In 1982 the Law Reform Commission published a report on illegitimacy. That may have been the first time this social problem was addressed by an organisation of this nature. The basic recommendation of the commission was that legislation should remove the concept of illegitimacy from the law and equalise the rights of children born outside of marriage with those of children born within marriage. The report included recommendations covering the area of succession, parental rights, maintenance of children, actions to prove parentage, blood testing as an aid to proof of parentage and registration of births, as has been stated already. Among the principal recommendations in regard to succession was one that persons born outside of marriage should have the same succession rights as other persons on the intestacy of their fathers and mothers and relatives of their fathers and mothers — that relatives of a person born outside marriage should be entitled to succeed on the intestacy of that person as if the person were born within marriage. The present rule of interpretation under which such words as "children" or "issue", when used in wills, deeds or other instruments are presumed to refer only to persons born within marriage should also be set aside.

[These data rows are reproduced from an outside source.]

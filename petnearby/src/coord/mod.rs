//! Coordinate module
//!
//! Provides the geographic position type reported by the location provider,
//! the map camera [`Region`] derived from it, and great-circle distance used
//! to annotate places relative to the user.

mod types;

pub use types::{
    CoordError, Coordinate, Region, MAX_LAT, MAX_LON, MIN_LAT, MIN_LON, REGION_LATITUDE_DELTA,
    REGION_LONGITUDE_DELTA,
};

/// Mean earth radius in meters (IUGG).
pub const EARTH_RADIUS_METERS: f64 = 6_371_008.8;

/// Great-circle distance between two coordinates using the haversine formula.
///
/// # Returns
///
/// Distance in meters.
#[inline]
pub fn haversine_distance(a: &Coordinate, b: &Coordinate) -> f64 {
    let lat1 = a.latitude.to_radians();
    let lat2 = b.latitude.to_radians();
    let dlat = (b.latitude - a.latitude).to_radians();
    let dlon = (b.longitude - a.longitude).to_radians();

    let h = (dlat / 2.0).sin().powi(2) + lat1.cos() * lat2.cos() * (dlon / 2.0).sin().powi(2);
    2.0 * EARTH_RADIUS_METERS * h.sqrt().asin()
}

impl Coordinate {
    /// Distance in meters to another coordinate.
    pub fn distance_meters(&self, other: &Coordinate) -> f64 {
        haversine_distance(self, other)
    }
}
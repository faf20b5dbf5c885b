//! Nearby-places discovery screen.
//!
//! One mount of the screen asks for location permission, waits for the
//! first location fix, centers the map there and fetches nearby places
//! exactly once. Later fixes only move the "my location" indicator.
//!
//! # Example
//!
//! ```no_run
//! use std::sync::Arc;
//!
//! use petnearby::config::DiscoveryConfig;
//! use petnearby::discovery::{DiscoveryServices, MountedScreen, RecordingMapSurface};
//! use petnearby::location::ChannelLocationProvider;
//! use petnearby::permission::StaticPermissionGate;
//! use petnearby::places::{AsyncReqwestClient, GooglePlacesClient};
//!
//! # async fn demo() -> Result<(), Box<dyn std::error::Error>> {
//! let config = DiscoveryConfig::load(None)?;
//! let (provider, feed) = ChannelLocationProvider::new();
//! let mut screen = MountedScreen::mount(
//!     DiscoveryServices {
//!         permission: StaticPermissionGate::granted(),
//!         location: provider,
//!         places: GooglePlacesClient::new(AsyncReqwestClient::new()?),
//!         map: Arc::new(RecordingMapSurface::new()),
//!     },
//!     config,
//! );
//!
//! feed.push(petnearby::coord::Coordinate::new(51.5074, -0.1278)?);
//! let state = screen.settled().await;
//! println!("{} places", state.places.len());
//! screen.unmount().await;
//! # Ok(())
//! # }
//! ```

mod controller;
mod map;
mod screen;
mod state;

pub use controller::{DiscoveryController, DiscoveryServices};
pub use map::{MapCommand, MapSurface, RecordingMapSurface};
pub use screen::MountedScreen;
pub use state::{
    DiscoveryPhase, DiscoveryState, PermissionState, FINDING_LOCATION_MESSAGE,
    LOADING_PLACES_MESSAGE, REQUESTING_PERMISSION_MESSAGE,
};
//! Common types and utilities shared across CLI commands.

use std::path::Path;
use std::time::Duration;

use console::style;

use petnearby::config::DiscoveryConfig;
use petnearby::coord::Coordinate;
use petnearby::places::{AsyncReqwestClient, GooglePlacesClient, Place};

use crate::error::CliError;

/// Places overrides accepted by every command that searches.
#[derive(Debug, Clone, Default)]
pub struct PlacesOverrides {
    pub api_key: Option<String>,
    pub radius: Option<u32>,
    pub categories: Vec<String>,
}

/// Load configuration from `path` (or the default location).
pub fn load_config(path: Option<&Path>) -> Result<DiscoveryConfig, CliError> {
    Ok(DiscoveryConfig::load(path)?)
}

/// Apply CLI overrides on top of the loaded config.
///
/// CLI takes precedence, then environment, then config file.
pub fn resolve_places(mut config: DiscoveryConfig, overrides: PlacesOverrides) -> DiscoveryConfig {
    if let Some(key) = overrides.api_key {
        config = config.with_api_key(key);
    }
    if let Some(radius) = overrides.radius {
        config = config.with_radius_meters(radius);
    }
    if !overrides.categories.is_empty() {
        config = config.with_categories(overrides.categories);
    }
    config
}

/// Resolve the first-fix timeout; `Some(0)` on the command line disables it.
pub fn resolve_first_fix_timeout(cli_secs: Option<u64>, config: &DiscoveryConfig) -> Option<Duration> {
    match cli_secs {
        Some(0) => None,
        Some(secs) => Some(Duration::from_secs(secs)),
        None => config.location.first_fix_timeout,
    }
}

/// Build the Google Places client for the configured endpoint.
pub fn places_client(config: &DiscoveryConfig) -> Result<GooglePlacesClient<AsyncReqwestClient>, CliError> {
    let http = AsyncReqwestClient::with_timeout(config.places.request_timeout_secs)?;
    Ok(GooglePlacesClient::with_endpoint(http, config.places.endpoint.clone()))
}

/// Parse a `--lat`/`--lon` pair.
pub fn parse_coordinate(lat: f64, lon: f64) -> Result<Coordinate, CliError> {
    Ok(Coordinate::new(lat, lon)?)
}

/// Human-readable distance.
pub fn format_distance(meters: f64) -> String {
    if meters < 1000.0 {
        format!("{:.0} m", meters)
    } else {
        format!("{:.1} km", meters / 1000.0)
    }
}

/// Print places in the order given, with distance from `origin`.
pub fn print_places(origin: Coordinate, places: &[Place]) {
    for place in places {
        let tags: Vec<_> = place.category_tags.iter().map(String::as_str).collect();
        println!(
            "  {:>8}  {}  {}",
            format_distance(origin.distance_meters(&place.coordinate)),
            style(&place.name).green(),
            style(tags.join(", ")).dim()
        );
        if !place.vicinity_label.is_empty() {
            println!("            {}", place.vicinity_label);
        }
    }
}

It is important to reflect on the reasons that group of persons gave for the suggested abandonment of the stigma attaching to the expression "illegitimacy" in relation to children. Before going into that I should like to pursue the sense of injustice and unfairness that those people born outside of wedlock must feel that this problem was not resolved sooner than 1987. It seems to me disgraceful that we are dealing with it only now. I am not making that criticism in any negative way. I am glad that we are now dealing with it rather than, say, 20 years hence. In the meantime it should be remembered that we are dealing with people who had no say good, bad or indifferent in relation to their existence. That should be a sufficient reason for ensuring that they are given equal status with those born within wedlock. In other words, those children born outside of wedlock had no responsibility whatsoever for the circumstances of their birth. Deputy Michael Higgins in a graphic, colourful way described it so well. I should like to support what he said in that regard: the old concept of man and woman being one, that is basically what he is speaking about, but thankfully that concept is gone. I was brought up in the Republican tradition in which men and women were equal, in which we felt no strong sense of separateness in relation to achievement or otherwise. That is what I was brought up to believe. I did not have to have the latter day women's liberated organisations to explain the difference and their entitlements under the Constitution.

Women did, though.

Certain women did.

All women.

Certain women made a mess of what they were trying to achieve in their hysterical proclamation of their case. I say that with the greatest respect to Deputy Monica Barnes, who has done much for the women's movement and who would not fit into the category I have just described. I do not want to be drawn down that avenue. It is possibly worth quoting the Law Reform Commission's reason for change, a very worthy reason, contained in their Fourth Report, paragraph 5:

The thinking underlying the then Government decision is that the continuation of the legal disadvantages suffered by persons born outside of marriage is not in keeping with the Christian and democratic nature of the State...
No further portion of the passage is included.